## What needs to be done
Look through the entries below, please, and copy every line with the word "shaders".

## Records provided
_ _ _ _ _ _ _

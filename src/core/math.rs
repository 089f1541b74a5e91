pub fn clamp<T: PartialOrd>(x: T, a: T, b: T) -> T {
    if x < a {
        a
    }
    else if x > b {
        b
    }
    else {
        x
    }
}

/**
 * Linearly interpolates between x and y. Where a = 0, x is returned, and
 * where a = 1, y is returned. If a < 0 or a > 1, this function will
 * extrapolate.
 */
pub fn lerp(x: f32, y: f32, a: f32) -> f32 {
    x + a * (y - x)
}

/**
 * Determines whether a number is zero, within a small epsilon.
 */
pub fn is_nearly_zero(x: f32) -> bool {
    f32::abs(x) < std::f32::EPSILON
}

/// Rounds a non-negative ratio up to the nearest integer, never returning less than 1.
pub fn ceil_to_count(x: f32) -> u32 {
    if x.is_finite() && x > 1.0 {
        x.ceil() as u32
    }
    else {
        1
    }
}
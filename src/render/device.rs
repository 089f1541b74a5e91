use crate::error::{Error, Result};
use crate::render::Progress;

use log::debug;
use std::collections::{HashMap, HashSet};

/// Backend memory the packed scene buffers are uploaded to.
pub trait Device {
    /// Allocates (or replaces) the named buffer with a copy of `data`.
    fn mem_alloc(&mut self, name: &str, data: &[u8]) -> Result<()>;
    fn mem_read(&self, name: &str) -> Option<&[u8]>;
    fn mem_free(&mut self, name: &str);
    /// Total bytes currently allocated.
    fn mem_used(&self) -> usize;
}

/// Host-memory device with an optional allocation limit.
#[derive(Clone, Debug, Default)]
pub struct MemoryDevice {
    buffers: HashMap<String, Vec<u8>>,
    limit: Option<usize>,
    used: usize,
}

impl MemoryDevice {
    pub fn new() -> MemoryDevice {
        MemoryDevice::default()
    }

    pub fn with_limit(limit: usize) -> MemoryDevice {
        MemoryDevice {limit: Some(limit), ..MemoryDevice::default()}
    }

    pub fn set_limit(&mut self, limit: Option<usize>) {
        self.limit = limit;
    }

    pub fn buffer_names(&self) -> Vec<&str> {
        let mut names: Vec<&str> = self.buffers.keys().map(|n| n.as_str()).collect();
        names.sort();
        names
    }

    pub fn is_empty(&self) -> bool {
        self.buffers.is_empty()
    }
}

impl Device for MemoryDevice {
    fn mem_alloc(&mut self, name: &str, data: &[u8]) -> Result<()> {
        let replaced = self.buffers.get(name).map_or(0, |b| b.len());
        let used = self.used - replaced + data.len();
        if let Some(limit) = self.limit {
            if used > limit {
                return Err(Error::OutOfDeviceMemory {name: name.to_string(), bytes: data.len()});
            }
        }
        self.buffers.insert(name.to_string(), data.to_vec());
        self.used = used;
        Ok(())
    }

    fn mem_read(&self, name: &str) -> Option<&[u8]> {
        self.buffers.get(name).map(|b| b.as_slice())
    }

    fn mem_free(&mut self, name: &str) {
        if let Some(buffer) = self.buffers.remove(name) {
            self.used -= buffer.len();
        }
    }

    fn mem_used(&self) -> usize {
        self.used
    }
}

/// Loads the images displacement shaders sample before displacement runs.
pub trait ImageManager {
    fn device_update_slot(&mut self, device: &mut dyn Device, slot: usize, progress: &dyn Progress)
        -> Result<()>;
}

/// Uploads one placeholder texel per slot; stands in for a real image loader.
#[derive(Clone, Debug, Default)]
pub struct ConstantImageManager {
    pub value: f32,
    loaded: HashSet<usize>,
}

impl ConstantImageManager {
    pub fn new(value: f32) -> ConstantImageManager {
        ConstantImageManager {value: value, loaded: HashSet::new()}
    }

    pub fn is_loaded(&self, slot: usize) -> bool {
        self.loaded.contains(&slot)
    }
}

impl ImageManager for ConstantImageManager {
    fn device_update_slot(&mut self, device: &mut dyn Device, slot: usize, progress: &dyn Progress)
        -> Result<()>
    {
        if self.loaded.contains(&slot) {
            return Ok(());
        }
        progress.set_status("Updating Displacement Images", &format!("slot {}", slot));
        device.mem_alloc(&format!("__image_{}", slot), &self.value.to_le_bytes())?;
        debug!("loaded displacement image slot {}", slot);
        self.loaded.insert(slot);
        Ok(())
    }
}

_ _ _ _ _ _ _

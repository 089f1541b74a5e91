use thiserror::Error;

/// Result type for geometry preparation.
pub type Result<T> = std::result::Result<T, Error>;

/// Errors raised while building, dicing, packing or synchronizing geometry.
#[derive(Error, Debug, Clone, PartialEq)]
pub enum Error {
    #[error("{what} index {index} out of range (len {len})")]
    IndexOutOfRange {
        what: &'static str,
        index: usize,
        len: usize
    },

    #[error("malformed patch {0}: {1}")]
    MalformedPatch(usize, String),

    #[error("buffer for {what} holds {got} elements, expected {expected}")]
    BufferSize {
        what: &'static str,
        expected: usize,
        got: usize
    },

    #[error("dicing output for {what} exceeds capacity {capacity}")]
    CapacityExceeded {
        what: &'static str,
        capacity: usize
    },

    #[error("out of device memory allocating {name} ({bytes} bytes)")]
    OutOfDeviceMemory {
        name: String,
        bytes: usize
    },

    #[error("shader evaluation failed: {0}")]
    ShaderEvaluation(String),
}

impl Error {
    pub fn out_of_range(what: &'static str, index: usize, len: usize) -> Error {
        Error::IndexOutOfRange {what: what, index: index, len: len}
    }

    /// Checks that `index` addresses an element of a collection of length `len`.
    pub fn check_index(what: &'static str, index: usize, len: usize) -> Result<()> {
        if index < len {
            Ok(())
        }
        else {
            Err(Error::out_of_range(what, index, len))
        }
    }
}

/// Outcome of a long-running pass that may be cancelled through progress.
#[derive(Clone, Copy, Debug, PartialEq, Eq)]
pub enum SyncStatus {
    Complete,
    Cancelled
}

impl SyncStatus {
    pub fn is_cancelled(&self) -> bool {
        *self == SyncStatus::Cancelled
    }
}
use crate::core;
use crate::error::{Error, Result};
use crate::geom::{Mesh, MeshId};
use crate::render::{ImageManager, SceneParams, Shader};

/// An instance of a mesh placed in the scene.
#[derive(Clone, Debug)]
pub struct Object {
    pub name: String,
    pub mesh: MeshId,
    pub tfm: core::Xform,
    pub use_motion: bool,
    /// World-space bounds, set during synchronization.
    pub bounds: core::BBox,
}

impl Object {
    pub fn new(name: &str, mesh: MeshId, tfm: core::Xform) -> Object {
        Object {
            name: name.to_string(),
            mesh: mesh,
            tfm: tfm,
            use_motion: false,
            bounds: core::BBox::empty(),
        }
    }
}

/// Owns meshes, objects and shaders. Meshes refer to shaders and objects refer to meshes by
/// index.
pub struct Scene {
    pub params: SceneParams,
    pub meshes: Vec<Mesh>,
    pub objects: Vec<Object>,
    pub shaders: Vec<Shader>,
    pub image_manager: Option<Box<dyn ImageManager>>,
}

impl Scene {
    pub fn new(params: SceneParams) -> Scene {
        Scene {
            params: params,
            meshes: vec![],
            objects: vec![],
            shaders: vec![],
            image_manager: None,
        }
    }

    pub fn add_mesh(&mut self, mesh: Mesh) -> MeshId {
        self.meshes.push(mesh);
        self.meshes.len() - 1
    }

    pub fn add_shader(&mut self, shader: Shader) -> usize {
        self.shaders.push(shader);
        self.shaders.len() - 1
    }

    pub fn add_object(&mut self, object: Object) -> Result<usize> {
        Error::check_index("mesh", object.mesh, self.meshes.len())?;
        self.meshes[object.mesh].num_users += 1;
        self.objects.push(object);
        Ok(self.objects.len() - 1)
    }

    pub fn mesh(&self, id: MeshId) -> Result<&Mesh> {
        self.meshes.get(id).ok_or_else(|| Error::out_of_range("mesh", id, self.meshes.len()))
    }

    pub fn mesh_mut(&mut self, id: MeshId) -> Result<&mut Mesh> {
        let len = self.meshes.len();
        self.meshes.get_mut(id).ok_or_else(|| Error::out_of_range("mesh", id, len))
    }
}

_ _ _ _ _ _ _

## Written solution
/// Loads the images displacement shaders sample before displacement runs.
/// Owns meshes, objects and shaders. Meshes refer to shaders and objects refer to meshes by
    pub shaders: Vec<Shader>,
            shaders: vec![],
        self.shaders.push(shader);
        self.shaders.len() - 1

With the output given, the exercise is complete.